(Items from a data source)
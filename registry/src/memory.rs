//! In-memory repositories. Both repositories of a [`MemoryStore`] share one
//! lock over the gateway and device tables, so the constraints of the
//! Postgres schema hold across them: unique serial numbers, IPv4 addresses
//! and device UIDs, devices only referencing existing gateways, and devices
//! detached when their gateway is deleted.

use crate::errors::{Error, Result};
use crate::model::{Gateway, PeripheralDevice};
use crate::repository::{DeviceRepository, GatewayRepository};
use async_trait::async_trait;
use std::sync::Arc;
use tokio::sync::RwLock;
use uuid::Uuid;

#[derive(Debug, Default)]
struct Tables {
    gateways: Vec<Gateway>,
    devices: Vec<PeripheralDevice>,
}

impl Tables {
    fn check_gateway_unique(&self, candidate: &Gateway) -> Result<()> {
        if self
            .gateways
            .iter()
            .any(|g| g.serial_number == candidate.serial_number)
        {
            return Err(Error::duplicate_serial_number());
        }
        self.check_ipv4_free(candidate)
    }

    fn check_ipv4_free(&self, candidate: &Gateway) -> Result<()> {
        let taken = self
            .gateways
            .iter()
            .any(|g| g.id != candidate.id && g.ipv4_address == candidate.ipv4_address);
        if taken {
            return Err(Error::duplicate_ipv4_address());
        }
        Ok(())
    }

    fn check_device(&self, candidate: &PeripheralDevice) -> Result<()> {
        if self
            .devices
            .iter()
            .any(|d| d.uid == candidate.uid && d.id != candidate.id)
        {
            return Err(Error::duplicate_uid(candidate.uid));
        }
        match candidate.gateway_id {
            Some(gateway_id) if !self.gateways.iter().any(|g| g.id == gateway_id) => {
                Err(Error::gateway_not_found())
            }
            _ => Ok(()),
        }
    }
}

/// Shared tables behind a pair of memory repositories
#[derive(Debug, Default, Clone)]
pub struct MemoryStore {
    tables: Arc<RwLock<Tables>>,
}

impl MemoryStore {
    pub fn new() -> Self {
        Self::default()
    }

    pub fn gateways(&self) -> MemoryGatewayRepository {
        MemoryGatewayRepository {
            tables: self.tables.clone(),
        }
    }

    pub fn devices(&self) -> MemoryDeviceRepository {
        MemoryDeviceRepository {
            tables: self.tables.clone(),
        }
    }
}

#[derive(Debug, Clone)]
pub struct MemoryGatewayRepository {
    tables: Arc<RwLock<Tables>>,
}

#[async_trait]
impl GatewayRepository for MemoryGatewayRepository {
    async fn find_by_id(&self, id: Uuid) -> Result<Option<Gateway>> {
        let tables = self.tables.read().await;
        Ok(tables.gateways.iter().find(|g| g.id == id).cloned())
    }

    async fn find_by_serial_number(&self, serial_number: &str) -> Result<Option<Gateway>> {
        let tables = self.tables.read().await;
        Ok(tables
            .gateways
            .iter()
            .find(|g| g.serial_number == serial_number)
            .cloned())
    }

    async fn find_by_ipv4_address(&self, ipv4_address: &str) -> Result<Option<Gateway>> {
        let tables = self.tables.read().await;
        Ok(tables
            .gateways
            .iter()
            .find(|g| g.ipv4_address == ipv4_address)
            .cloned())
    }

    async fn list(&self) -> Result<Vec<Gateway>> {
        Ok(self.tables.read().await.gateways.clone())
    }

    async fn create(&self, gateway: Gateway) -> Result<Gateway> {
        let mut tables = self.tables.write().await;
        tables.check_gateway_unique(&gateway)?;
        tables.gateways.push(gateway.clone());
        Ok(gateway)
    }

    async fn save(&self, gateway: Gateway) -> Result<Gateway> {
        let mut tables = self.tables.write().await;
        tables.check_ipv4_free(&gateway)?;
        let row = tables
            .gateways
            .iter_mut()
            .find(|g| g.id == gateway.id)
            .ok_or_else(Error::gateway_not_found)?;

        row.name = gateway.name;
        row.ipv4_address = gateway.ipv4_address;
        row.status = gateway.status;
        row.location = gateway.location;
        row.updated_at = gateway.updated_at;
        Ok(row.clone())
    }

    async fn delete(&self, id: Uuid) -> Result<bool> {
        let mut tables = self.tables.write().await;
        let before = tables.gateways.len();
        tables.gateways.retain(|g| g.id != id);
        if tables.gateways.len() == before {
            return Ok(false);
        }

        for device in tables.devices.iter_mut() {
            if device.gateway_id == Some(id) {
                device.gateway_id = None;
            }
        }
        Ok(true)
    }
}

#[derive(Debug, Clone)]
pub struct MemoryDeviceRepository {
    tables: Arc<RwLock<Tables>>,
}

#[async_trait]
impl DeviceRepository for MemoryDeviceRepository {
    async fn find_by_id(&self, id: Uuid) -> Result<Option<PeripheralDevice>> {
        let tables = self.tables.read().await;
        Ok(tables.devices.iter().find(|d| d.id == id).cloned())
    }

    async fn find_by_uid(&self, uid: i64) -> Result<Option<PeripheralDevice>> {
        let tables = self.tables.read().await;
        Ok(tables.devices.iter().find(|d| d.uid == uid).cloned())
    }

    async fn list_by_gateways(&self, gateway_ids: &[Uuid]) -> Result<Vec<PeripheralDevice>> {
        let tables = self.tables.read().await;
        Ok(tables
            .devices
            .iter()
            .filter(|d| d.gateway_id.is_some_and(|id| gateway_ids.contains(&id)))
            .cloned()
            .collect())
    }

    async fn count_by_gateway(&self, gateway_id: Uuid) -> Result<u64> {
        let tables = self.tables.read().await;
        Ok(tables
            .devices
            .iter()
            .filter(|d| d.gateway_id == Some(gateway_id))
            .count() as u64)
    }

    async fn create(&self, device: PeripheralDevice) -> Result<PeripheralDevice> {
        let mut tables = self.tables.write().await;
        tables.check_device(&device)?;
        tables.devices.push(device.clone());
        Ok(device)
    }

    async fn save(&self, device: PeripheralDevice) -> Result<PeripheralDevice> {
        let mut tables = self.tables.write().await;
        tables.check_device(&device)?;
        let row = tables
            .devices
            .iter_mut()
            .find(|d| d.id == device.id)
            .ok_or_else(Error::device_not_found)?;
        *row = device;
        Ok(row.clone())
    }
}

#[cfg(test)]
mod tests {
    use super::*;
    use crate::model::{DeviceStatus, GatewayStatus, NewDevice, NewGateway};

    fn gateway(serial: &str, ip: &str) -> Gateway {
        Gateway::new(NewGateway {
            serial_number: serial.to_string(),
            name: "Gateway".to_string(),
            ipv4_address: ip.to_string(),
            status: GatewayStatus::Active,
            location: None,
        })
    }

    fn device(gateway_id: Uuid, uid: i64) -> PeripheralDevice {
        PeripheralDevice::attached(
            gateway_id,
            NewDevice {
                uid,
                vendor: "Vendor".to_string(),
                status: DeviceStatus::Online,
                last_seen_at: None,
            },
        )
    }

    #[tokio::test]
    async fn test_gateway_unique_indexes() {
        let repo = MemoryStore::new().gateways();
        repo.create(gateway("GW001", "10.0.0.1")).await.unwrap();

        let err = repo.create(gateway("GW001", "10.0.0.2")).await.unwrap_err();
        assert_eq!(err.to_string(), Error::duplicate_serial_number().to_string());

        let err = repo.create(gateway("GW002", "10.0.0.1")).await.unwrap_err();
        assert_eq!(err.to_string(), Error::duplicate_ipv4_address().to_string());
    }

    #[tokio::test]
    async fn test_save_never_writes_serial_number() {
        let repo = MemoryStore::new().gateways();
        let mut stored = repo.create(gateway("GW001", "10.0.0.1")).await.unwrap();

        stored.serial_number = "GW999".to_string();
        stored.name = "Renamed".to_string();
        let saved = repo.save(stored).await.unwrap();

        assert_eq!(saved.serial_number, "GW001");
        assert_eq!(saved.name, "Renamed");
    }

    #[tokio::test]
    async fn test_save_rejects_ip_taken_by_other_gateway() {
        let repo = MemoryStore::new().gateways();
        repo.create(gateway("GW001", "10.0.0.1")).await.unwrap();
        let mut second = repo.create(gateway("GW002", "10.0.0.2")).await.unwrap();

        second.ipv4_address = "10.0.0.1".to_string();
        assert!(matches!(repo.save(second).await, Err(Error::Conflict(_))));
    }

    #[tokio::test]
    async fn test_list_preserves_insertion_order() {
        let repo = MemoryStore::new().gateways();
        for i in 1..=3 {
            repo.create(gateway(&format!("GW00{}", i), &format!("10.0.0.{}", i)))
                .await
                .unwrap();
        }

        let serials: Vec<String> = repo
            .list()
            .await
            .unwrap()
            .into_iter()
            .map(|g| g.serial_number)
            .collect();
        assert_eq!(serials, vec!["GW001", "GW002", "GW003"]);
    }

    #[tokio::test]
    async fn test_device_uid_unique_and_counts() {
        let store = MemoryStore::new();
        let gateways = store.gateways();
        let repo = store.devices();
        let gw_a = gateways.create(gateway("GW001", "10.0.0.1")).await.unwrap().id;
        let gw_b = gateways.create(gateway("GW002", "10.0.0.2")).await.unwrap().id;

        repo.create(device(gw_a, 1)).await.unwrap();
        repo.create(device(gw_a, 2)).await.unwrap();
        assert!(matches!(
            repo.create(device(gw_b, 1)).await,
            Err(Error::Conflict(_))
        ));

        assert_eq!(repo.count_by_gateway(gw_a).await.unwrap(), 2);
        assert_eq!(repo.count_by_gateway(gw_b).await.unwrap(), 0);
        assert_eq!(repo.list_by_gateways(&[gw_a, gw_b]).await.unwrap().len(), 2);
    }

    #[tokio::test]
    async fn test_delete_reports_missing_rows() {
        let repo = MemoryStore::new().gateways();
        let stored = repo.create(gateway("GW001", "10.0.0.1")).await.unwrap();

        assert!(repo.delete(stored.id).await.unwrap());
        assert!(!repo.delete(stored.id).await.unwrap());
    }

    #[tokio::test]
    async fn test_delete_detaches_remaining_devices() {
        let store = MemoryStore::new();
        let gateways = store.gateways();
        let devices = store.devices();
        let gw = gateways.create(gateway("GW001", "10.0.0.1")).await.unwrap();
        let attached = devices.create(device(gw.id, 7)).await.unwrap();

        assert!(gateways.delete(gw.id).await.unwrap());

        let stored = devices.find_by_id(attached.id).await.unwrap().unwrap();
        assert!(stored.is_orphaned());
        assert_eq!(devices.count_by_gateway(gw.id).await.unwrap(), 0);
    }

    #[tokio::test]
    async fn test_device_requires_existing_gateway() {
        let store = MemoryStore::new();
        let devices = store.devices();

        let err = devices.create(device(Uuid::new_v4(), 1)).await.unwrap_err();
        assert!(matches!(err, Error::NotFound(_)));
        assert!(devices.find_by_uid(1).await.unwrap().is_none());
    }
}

● **Exercise details**: Above are the records. Print exactly, and only, the lines from the line with "Uuid) -> Result<Option<PeripheralDevice>>" to the line with "async fn count_by_gateway(&self, gateway_id: Uuid)", both inclusive.

● **Answer to this problem**:
    async fn find_by_id(&self, id: Uuid) -> Result<Option<PeripheralDevice>> {
        let tables = self.tables.read().await;
        Ok(tables.devices.iter().find(|d| d.id == id).cloned())
    }

    async fn find_by_uid(&self, uid: i64) -> Result<Option<PeripheralDevice>> {
        let tables = self.tables.read().await;
        Ok(tables.devices.iter().find(|d| d.uid == uid).cloned())
    }

    async fn list_by_gateways(&self, gateway_ids: &[Uuid]) -> Result<Vec<PeripheralDevice>> {
        let tables = self.tables.read().await;
        Ok(tables
            .devices
            .iter()
            .filter(|d| d.gateway_id.is_some_and(|id| gateway_ids.contains(&id)))
            .cloned()
            .collect())
    }

    async fn count_by_gateway(&self, gateway_id: Uuid) -> Result<u64> {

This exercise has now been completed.